In visita ufficiale a New York, il viceministro degli Esteri israeliano Danny Ayalon ha fornito un punto di vista interessante circa la questione dei territori contesi fra israeliani e palestinesi in Giudea e Samaria (West Bank o, come si diceva una volta, Cisgiordania). Bisogna ricordare che lo stato ebraico occupa l'1.5% di queste terre, spesso in aree (da secoli) densamente popolate da famiglie ebree o in prossimità di obiettivi militari strategici.

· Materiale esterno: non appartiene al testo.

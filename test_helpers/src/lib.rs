//! Test helpers shared across crates in the `hotconf` workspace.
//!
//! - [`env`]: RAII guards for mutating process environment variables.
//! - [`fs`]: temporary directories for file-source fixtures.

pub mod env;
pub mod fs;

Ayalon ha rilevato che la stessa Autorità Palestinese, che reclama l'interezza di queste terre - che prima del 1967 appartenevano però alla Giordania, a cui casomai andrebbero restituite - non durerebbe un giorno di più, se l'esercito israeliano si ritirasse dalle aree B e C della Giudea e della Samaria. Il sanguinoso colpo di stato perpetrato nel 2006-2007 nella Striscia di Gaza da Hamas ai danni dei rivali di Al Fatah, che ancora governano il West Bank; si replicherebbe da queste parti. E ciò farebbe di esse una nuova piattaforma di lancio di missili e razzi verso lo stato ebraico.
Ayalon, in un'intervista ad Arutz Sheva, ha ricordato che l'Autorità Palestinese, sull'orlo della bancarotta, non esita però a spendere milioni di dollari per i numerosi viaggi della sua presidenza in giro per il mondo, ospite di lussuosi alberghi, mentre i dipendenti pubblici locali non ricevono lo stipendio da mesi.

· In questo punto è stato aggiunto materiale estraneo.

#[tokio::test(start_paused = true)]
async fn subscribers_see_the_published_snapshot() -> Result<()> {
    let (source, handle) = ScriptedSource::new("src", snap(&[("N", "0")]));
    let shutdown = Shutdown::new();
    let manager = Manager::builder()
        .source(source)
        .build(shutdown.signal())
        .await?;
    let observed = Arc::new(Mutex::new(Vec::new()));
    let sink = Arc::clone(&observed);
    let reader = manager.clone();
    let _subscription = manager.on_update(move |snapshot| {
        // The swap happens before notification.
        let published = reader.current();
        sink.lock().push((
            snapshot.get("N").map(str::to_owned),
            published.get("N").map(str::to_owned),
        ));
    });

    ensure!(handle.push(snap(&[("N", "1")])).await, "push failed");
    ensure!(wait_for_generation(&manager, 1, LIMIT).await, "no merge published");
    settle().await;
    let seen = observed.lock().clone();
    ensure!(
        seen == [(Some(String::from("1")), Some(String::from("1")))],
        "unexpected deliveries {seen:?}"
    );
    Ok(())
}

#[derive(Debug, Default, Bind)]
struct Limits {
    #[bind(key = "MAX_CONNECTIONS", default = "10")]
    max_connections: u32,
}

#[tokio::test(start_paused = true)]
async fn on_bind_delivers_typed_values_and_skips_bad_ones() -> Result<()> {
    let (source, handle) = ScriptedSource::new("src", Snapshot::new());
    let shutdown = Shutdown::new();
    let manager = Manager::builder()
        .source(source)
        .build(shutdown.signal())
        .await?;
    ensure!(manager.bind::<Limits>()?.max_connections == 10, "default not applied");

    let received = Arc::new(Mutex::new(Vec::new()));
    let sink = Arc::clone(&received);
    let _subscription =
        manager.on_bind(move |limits: Limits| sink.lock().push(limits.max_connections));

    ensure!(handle.push(snap(&[("MAX_CONNECTIONS", "many")])).await, "push failed");
    ensure!(wait_for_generation(&manager, 1, LIMIT).await, "first merge missing");
    ensure!(handle.push(snap(&[("MAX_CONNECTIONS", "64")])).await, "push failed");
    ensure!(wait_for_generation(&manager, 2, LIMIT).await, "second merge missing");
    settle().await;

    ensure!(*received.lock() == [64], "unexpected deliveries {:?}", received.lock());
    let mut existing = Limits { max_connections: 1 };
    manager.bind_into(&mut existing)?;
    ensure!(existing.max_connections == 64, "bind_into did not update value");
    Ok(())
}

#[tokio::test(start_paused = true)]
async fn shutdown_freezes_configuration() -> Result<()> {
    let (source, handle) = ScriptedSource::new("src", snap(&[("N", "0")]));
    let shutdown = Shutdown::new();
    let manager = Manager::builder()
        .source(source)
        .build(shutdown.signal())
        .await?;

    shutdown.trigger();
    settle().await;
    ensure!(!handle.is_watched(), "watch still running after shutdown");
    ensure!(!handle.push(snap(&[("N", "1")])).await, "push accepted after shutdown");

    tokio::time::sleep(Duration::from_secs(1)).await;
    ensure!(manager.generation() == 0, "merge after shutdown");
    ensure!(manager.value("N").as_deref() == Some("0"), "snapshot changed after shutdown");
    Ok(())
}

#[tokio::test(start_paused = true)]
async fn snapshot_copies_are_independent_of_later_merges() -> Result<()> {
    let (source, handle) = ScriptedSource::new("src", snap(&[("N", "0")]));
    let shutdown = Shutdown::new();
    let manager = Manager::builder()
        .source(source)
        .build(shutdown.signal())
        .await?;
    let before = manager.snapshot();
    let shared = manager.current();

    ensure!(handle.push(snap(&[("N", "1")])).await, "push failed");
    ensure!(wait_for_generation(&manager, 1, LIMIT).await, "no merge published");
    ensure!(before.get("N") == Some("0"), "copy mutated");
    ensure!(shared.get("N") == Some("0"), "shared snapshot mutated");
    ensure!(manager.current().get("N") == Some("1"), "new snapshot not published");
    Ok(())
}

Il bilancio dell'AP è sottoposto a cura dimagrante; ma si riescono sempre a trovare 12 mila shekel al mese (sei volte la retribuzione media di un dipendente palestinese) da versare ai terroristi rinchiusi dopo regolare processo nelle carceri israeliane, responsabili dell'assassinio di innocenti civili di ogni età.